JD Clapp :: Morrells and Morals ::

Flash Fiction

Southern Legitimacy Statement–Born a Yankee, grew up a SoCal boy, did a stint in the midwest, but always more at home south of the border in CA, and south of Ohio when I lived there. Gimme a bourbon on the trial, or bourbon street. Hand me a rod and shotgun and a butter soaked meal down in Homa. Give me the Drive by Truckers and Lucero. Geography doesn’t determine the what the soul wants. Amen and pass me the bottle.

Morrells and Morals

Kayla Jo skipped down the game trail, her second-hand red Ohio State University sweatshirt near soaked from brushing up on the wet ferns, her green rubber boots caked in dank spring mud. 

Tracy struggled to keep up, but enjoyed watching her grandchild’s blond curls bounce ahead of her. After some walking, Tracy spotted three morels under a standing dead ash tree. “Child! Come on back here and look,” Tracy called.
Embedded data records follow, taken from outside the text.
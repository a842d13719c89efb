mod file_config;

pub use file_config::FileConfig;

use crate::server::RequestsLoggingLevel;
use anyhow::{bail, Result};
use clap::ValueEnum;
use std::net::IpAddr;
use std::path::PathBuf;

/// CLI arguments that can be used for config resolution.
/// This struct mirrors the CLI arguments that can be overridden by TOML config.
#[derive(Debug, Clone)]
pub struct CliConfig {
    pub db_path: Option<PathBuf>,
    pub port: u16,
    pub bind_address: String,
    pub logging_level: RequestsLoggingLevel,
}

impl Default for CliConfig {
    fn default() -> Self {
        Self {
            db_path: None,
            port: 8000,
            bind_address: "0.0.0.0".to_string(),
            logging_level: RequestsLoggingLevel::default(),
        }
    }
}

#[derive(Debug, Clone)]
pub struct AppConfig {
    pub db_path: PathBuf,
    pub port: u16,
    pub bind_address: IpAddr,
    pub logging_level: RequestsLoggingLevel,
}

impl AppConfig {
    /// Resolve configuration from CLI arguments and optional TOML file config.
    /// TOML values override CLI values where present.
    pub fn resolve(cli: &CliConfig, file_config: Option<FileConfig>) -> Result<Self> {
        let file = file_config.unwrap_or_default();

        let db_path = file
            .db_path
            .map(PathBuf::from)
            .or_else(|| cli.db_path.clone())
            .ok_or_else(|| {
                anyhow::anyhow!("db_path must be specified on the command line or in config file")
            })?;

        if db_path.is_dir() {
            bail!("db_path is a directory: {:?}", db_path);
        }
        if let Some(parent) = db_path.parent() {
            if !parent.as_os_str().is_empty() && !parent.is_dir() {
                bail!("Database directory does not exist: {:?}", parent);
            }
        }

        let port = file.port.unwrap_or(cli.port);

        let bind_address_str = file.bind_address.unwrap_or_else(|| cli.bind_address.clone());
        let bind_address: IpAddr = match bind_address_str.parse() {
            Ok(addr) => addr,
            Err(_) => bail!("Invalid bind address: {}", bind_address_str),
        };

        let logging_level = file
            .logging_level
            .and_then(|s| parse_logging_level(&s))
            .unwrap_or_else(|| cli.logging_level.clone());

        Ok(Self {
            db_path,
            port,
            bind_address,
            logging_level,
        })
    }
}

/// Parses a logging level string into RequestsLoggingLevel.
/// Uses clap's ValueEnum trait for parsing.
fn parse_logging_level(s: &str) -> Option<RequestsLoggingLevel> {
    RequestsLoggingLevel::from_str(s, true).ok()
}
 Kayla Jo turned and came to her grandmother’s call, stopping only once to jump in a puddle in a dip of the game trail.“See them tall honeycomb lookin’ mushrooms? They’re called morels and they are real nice eatin’. They taste like backstraps. Go on and pick them close to the ground.”

Kayla Jo broke the largest mushroom off where the stem met the moist rich soil covered by last fall’s composted leaves. Tracy held out her basket and Kayla Jo set it in like it was a fresh egg from the coop. She hummed as she picked the rest. 

It began sprinkling again, the fresh damp releasing the earth smells of the springtime holler. Further down the trail, they heard a nearby gobble followed by the distant shrill and scratchy caw, caw, caw of a hen turkey. Tracy shushed Kayla Jo. “Hear that child? Them are a boy turkey and a girl turkey fixin’ to make babies,” Tracy said. Kayla Jo giggled, then her face grew serious. “Is Paps gonna shoot ‘em?”

“Paps might could shoot the tom…that’s the boy turkey… once the season comes in a couple weeks,” Tracy answered, knowing Colton would shoot either for the pot, season or no season, if God graced him with the chance.

As they took the trail that split off to Colton’s cabin, Kayla Jo stopped and examined the ground under a dying elm. “Gramma! Here’s a moral!” Kayla held up the mushroom like a prize. Tracy smiled and held out her basket, and Kayla and set it in.

“Honey it’s called a morel. Morals is God’s rules.”

“Like the commanders?”

“Yes, honey. It’s commandments. Do you know the commandments?”

“Don’t kill no one. Love people…Don’t fight with lil’ Rhett…don’t steal nothin’ or you go to jail…and don’t never take pills.”

Tracy looked at her and smiled. “That’s right baby girl. Let’s go cook these up with some deer steaks. Paps is teachin’ Rhett to shoot a bow up there. We can all eat together…like a family.”